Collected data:
== Segment start ==
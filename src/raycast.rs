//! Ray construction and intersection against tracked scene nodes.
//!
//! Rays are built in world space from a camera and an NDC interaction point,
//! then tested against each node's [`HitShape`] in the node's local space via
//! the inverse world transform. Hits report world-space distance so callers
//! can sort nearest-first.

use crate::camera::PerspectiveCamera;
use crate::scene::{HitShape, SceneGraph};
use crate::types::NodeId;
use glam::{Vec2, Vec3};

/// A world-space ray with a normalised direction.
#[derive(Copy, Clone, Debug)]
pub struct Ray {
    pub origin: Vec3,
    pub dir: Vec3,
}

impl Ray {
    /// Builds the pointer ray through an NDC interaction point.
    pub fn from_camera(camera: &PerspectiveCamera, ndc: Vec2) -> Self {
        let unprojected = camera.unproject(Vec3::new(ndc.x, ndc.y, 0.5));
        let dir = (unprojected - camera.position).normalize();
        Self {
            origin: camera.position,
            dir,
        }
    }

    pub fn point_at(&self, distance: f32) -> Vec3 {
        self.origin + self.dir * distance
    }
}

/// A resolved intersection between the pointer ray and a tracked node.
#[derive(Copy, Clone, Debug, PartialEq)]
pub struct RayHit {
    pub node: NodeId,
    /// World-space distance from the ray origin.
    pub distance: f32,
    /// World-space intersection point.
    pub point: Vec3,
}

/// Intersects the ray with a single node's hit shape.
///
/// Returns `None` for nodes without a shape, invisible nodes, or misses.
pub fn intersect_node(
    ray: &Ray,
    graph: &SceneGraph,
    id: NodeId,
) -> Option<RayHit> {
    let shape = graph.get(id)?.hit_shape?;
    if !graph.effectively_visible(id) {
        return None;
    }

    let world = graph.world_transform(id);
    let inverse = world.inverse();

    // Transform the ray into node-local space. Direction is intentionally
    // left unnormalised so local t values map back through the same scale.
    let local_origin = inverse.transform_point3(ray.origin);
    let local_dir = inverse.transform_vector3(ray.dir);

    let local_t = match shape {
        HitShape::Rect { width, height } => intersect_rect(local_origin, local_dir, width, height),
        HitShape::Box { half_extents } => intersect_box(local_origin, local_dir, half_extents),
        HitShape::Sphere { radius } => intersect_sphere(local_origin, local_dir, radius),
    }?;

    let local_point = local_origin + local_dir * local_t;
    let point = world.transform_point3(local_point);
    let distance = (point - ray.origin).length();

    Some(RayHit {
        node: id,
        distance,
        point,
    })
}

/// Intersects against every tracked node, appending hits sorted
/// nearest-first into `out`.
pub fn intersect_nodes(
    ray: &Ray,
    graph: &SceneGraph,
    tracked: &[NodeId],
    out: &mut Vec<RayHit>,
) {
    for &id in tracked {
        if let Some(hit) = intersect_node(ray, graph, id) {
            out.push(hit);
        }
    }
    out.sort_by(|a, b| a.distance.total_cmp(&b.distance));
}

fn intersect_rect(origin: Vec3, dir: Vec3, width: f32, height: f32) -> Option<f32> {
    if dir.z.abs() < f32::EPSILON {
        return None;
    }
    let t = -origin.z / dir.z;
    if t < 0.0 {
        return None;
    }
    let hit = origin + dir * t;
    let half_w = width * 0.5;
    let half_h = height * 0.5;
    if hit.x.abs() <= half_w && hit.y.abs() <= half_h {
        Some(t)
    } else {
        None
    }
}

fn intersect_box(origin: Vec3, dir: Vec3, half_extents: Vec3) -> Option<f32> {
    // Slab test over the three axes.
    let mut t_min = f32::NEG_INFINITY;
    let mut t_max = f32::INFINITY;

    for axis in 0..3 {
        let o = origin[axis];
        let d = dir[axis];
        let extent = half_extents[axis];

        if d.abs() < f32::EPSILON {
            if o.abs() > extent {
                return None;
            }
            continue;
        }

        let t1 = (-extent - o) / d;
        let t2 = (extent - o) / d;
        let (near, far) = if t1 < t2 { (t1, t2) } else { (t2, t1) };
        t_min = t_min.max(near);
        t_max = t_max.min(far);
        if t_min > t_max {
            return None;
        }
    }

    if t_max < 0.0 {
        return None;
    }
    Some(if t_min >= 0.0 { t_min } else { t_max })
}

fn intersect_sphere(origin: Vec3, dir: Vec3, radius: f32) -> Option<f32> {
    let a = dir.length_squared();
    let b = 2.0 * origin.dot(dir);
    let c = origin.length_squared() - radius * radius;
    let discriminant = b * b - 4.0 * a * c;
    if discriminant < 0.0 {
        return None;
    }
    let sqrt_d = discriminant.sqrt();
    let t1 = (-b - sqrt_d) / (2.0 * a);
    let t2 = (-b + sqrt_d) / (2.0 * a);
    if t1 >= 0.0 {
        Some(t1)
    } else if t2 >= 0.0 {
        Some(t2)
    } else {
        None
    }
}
== Segment end ==
== Segment start ==
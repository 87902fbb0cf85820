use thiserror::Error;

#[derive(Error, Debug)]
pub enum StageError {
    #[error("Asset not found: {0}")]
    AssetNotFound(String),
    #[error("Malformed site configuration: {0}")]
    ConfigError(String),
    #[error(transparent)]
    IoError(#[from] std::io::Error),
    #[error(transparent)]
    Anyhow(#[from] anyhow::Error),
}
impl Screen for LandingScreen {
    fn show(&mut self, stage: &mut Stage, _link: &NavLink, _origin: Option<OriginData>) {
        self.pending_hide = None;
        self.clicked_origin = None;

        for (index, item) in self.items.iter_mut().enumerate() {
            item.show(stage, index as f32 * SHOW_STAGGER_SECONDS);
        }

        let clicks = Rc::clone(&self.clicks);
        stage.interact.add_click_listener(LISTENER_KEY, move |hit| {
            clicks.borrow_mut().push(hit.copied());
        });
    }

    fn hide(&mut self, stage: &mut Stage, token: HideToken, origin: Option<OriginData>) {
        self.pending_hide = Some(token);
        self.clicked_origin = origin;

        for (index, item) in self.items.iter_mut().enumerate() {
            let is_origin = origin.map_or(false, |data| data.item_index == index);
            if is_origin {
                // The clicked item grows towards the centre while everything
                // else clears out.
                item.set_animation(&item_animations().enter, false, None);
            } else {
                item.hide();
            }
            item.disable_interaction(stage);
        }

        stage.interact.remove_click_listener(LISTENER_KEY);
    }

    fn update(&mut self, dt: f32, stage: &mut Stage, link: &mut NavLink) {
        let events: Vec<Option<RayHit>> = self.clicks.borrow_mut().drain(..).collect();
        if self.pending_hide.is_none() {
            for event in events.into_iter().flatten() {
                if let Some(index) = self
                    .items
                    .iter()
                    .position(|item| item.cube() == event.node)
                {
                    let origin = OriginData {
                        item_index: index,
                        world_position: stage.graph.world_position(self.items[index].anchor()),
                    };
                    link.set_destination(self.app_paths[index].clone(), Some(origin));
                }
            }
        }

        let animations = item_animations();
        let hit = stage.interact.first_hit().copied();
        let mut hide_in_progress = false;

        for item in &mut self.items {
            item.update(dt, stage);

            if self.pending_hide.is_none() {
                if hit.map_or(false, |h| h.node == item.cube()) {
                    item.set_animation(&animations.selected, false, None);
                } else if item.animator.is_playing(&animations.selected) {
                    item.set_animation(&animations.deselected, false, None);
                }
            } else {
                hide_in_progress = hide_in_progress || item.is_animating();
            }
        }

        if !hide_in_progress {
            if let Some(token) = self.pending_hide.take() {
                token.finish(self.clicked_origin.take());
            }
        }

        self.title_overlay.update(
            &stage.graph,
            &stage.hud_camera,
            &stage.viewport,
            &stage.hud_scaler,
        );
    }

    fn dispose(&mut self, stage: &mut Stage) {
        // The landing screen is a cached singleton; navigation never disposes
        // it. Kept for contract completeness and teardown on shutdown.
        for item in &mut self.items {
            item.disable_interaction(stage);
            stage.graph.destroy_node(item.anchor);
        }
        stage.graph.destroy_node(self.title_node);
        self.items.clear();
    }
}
== Segment end ==
== Segment start ==
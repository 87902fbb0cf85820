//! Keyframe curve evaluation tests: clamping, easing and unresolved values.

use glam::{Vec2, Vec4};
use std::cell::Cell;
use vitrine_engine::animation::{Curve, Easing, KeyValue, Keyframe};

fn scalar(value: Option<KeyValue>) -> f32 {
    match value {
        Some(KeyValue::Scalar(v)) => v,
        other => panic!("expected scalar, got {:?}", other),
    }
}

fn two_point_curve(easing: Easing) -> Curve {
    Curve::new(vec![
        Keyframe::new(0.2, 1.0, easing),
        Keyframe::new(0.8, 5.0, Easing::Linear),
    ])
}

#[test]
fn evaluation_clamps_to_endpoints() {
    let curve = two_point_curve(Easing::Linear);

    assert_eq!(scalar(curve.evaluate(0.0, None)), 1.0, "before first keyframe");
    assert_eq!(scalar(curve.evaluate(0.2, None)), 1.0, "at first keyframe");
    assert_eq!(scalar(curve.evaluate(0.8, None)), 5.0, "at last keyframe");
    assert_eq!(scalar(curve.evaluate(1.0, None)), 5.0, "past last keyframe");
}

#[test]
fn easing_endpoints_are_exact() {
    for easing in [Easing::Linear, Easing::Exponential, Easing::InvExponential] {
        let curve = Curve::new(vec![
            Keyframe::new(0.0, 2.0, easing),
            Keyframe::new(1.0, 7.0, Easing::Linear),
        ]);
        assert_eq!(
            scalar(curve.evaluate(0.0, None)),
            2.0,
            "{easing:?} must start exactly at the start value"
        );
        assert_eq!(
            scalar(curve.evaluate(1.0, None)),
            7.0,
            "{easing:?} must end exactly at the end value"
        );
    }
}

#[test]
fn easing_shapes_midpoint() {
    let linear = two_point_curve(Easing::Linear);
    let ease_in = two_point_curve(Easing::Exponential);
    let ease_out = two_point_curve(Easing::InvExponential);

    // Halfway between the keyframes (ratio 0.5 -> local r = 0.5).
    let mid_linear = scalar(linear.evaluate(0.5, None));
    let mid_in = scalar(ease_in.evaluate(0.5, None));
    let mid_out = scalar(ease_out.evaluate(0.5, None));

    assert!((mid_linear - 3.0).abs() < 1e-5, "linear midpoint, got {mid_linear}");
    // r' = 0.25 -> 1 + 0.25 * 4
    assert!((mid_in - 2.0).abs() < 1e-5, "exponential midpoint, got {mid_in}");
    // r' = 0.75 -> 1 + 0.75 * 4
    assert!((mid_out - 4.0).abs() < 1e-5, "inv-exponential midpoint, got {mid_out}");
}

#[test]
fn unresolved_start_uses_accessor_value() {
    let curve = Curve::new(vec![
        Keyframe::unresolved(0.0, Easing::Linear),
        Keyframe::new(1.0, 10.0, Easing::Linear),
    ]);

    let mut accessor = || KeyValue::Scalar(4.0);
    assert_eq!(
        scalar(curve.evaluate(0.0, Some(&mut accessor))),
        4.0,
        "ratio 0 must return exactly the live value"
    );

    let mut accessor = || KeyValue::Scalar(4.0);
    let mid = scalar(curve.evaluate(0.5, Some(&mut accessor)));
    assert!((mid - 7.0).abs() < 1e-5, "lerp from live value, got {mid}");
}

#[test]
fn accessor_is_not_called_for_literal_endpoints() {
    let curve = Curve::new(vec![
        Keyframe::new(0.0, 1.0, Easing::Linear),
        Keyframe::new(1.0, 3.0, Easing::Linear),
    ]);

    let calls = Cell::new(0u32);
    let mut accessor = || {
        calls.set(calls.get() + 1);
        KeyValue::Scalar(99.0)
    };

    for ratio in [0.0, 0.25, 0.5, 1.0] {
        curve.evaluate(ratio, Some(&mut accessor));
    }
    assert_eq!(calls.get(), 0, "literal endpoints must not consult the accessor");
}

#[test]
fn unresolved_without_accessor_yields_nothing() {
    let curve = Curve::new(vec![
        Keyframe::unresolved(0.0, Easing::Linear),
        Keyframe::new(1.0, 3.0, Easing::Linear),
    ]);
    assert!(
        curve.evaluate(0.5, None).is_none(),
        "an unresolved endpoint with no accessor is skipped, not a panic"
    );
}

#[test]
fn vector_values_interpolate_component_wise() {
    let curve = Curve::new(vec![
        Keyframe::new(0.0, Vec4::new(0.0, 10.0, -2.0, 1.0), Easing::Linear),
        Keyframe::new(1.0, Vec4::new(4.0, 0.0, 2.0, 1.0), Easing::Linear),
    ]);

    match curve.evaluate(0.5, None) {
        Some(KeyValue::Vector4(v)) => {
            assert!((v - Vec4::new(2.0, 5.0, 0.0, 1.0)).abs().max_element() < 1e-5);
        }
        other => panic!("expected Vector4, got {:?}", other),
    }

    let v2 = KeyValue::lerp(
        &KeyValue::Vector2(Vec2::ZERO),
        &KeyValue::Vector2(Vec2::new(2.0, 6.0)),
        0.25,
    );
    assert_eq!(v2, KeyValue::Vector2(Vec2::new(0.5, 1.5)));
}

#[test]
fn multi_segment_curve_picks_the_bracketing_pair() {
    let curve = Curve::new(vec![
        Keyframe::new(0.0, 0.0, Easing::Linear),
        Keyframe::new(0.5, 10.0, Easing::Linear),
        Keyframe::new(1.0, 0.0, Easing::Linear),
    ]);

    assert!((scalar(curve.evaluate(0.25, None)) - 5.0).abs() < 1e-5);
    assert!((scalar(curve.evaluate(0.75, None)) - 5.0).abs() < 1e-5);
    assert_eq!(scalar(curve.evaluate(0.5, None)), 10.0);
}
== Segment end ==
WHAT THIS TASK INVOLVES: Output the lines above between the one holding "filename src/raycast.rs" and the one holding "NDC interaction point.", inclusive, with nothing before or after them.

RESULT OF THE TASK:
filename src/raycast.rs
//! Ray construction and intersection against tracked scene nodes.
//!
//! Rays are built in world space from a camera and an NDC interaction point,
//! then tested against each node's [`HitShape`] in the node's local space via
//! the inverse world transform. Hits report world-space distance so callers
//! can sort nearest-first.

use crate::camera::PerspectiveCamera;
use crate::scene::{HitShape, SceneGraph};
use crate::types::NodeId;
use glam::{Vec2, Vec3};

/// A world-space ray with a normalised direction.
#[derive(Copy, Clone, Debug)]
pub struct Ray {
    pub origin: Vec3,
    pub dir: Vec3,
}

impl Ray {
    /// Builds the pointer ray through an NDC interaction point.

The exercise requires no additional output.